_WHAT TO PRODUCE_
Count how many lines of the data include "requires". The answer is that number and nothing else.

....

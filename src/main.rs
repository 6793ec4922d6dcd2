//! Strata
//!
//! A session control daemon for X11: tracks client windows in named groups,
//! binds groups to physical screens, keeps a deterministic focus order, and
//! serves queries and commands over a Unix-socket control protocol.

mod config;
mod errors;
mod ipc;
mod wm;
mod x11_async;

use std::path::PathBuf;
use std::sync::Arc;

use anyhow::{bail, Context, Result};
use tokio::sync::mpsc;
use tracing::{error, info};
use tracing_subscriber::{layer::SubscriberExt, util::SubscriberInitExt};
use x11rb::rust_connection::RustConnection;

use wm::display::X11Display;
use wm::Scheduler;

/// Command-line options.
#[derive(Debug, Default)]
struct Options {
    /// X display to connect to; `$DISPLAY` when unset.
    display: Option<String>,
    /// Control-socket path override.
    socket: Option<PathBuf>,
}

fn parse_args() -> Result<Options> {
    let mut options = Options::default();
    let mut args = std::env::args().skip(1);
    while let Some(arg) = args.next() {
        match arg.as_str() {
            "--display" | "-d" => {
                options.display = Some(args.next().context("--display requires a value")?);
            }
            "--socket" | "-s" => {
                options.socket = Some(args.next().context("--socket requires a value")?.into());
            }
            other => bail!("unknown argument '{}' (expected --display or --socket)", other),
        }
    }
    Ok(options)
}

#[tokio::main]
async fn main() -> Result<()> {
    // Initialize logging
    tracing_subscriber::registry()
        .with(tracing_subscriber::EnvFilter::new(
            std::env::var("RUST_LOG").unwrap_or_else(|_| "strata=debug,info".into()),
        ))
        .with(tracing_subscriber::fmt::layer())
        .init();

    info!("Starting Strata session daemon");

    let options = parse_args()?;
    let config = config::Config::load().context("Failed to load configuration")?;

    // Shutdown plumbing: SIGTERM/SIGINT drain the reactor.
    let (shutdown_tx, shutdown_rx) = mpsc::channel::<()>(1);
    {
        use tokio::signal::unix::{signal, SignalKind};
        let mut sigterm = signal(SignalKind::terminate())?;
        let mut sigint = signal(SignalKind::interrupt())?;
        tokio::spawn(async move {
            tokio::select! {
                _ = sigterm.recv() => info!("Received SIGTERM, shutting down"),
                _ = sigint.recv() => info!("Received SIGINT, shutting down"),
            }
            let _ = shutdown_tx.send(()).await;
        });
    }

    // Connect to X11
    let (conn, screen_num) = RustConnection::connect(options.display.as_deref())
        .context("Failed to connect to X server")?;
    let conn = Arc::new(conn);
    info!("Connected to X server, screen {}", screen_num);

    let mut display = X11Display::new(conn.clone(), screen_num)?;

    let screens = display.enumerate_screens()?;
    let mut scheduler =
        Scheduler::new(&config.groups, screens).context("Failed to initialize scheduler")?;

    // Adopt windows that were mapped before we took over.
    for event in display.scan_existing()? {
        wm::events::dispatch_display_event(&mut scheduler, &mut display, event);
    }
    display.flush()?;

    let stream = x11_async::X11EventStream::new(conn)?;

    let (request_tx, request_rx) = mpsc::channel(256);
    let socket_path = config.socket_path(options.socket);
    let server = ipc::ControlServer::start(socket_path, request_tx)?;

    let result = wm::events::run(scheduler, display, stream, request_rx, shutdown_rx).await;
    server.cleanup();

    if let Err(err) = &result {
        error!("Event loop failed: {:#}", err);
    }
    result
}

....

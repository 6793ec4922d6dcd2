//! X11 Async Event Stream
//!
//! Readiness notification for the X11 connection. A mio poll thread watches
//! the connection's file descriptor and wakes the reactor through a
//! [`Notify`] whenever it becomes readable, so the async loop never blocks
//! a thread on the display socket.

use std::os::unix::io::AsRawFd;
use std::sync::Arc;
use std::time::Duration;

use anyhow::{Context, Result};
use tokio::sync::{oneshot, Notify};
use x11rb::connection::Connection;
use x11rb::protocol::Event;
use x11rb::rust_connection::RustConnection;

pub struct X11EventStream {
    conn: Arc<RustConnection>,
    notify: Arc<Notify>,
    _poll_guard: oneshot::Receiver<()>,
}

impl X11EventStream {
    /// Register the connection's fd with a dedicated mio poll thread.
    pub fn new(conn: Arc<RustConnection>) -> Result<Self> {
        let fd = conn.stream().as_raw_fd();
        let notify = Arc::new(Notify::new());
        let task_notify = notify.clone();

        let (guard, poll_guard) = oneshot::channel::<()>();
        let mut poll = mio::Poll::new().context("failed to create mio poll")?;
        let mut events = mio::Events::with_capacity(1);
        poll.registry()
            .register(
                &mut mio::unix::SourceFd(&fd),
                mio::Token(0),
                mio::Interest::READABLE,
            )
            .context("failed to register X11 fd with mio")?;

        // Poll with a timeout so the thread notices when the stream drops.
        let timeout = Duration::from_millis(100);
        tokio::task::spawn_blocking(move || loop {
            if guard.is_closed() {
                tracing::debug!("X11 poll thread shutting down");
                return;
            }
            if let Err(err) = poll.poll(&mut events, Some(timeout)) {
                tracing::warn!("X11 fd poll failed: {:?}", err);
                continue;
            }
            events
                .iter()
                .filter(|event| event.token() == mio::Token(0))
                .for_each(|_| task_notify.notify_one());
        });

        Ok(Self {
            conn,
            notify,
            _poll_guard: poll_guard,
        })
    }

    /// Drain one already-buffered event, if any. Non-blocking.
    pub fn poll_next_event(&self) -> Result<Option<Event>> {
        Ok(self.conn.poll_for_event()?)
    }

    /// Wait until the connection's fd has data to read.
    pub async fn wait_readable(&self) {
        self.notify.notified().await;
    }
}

....

_RESULT OF THIS TASK_
2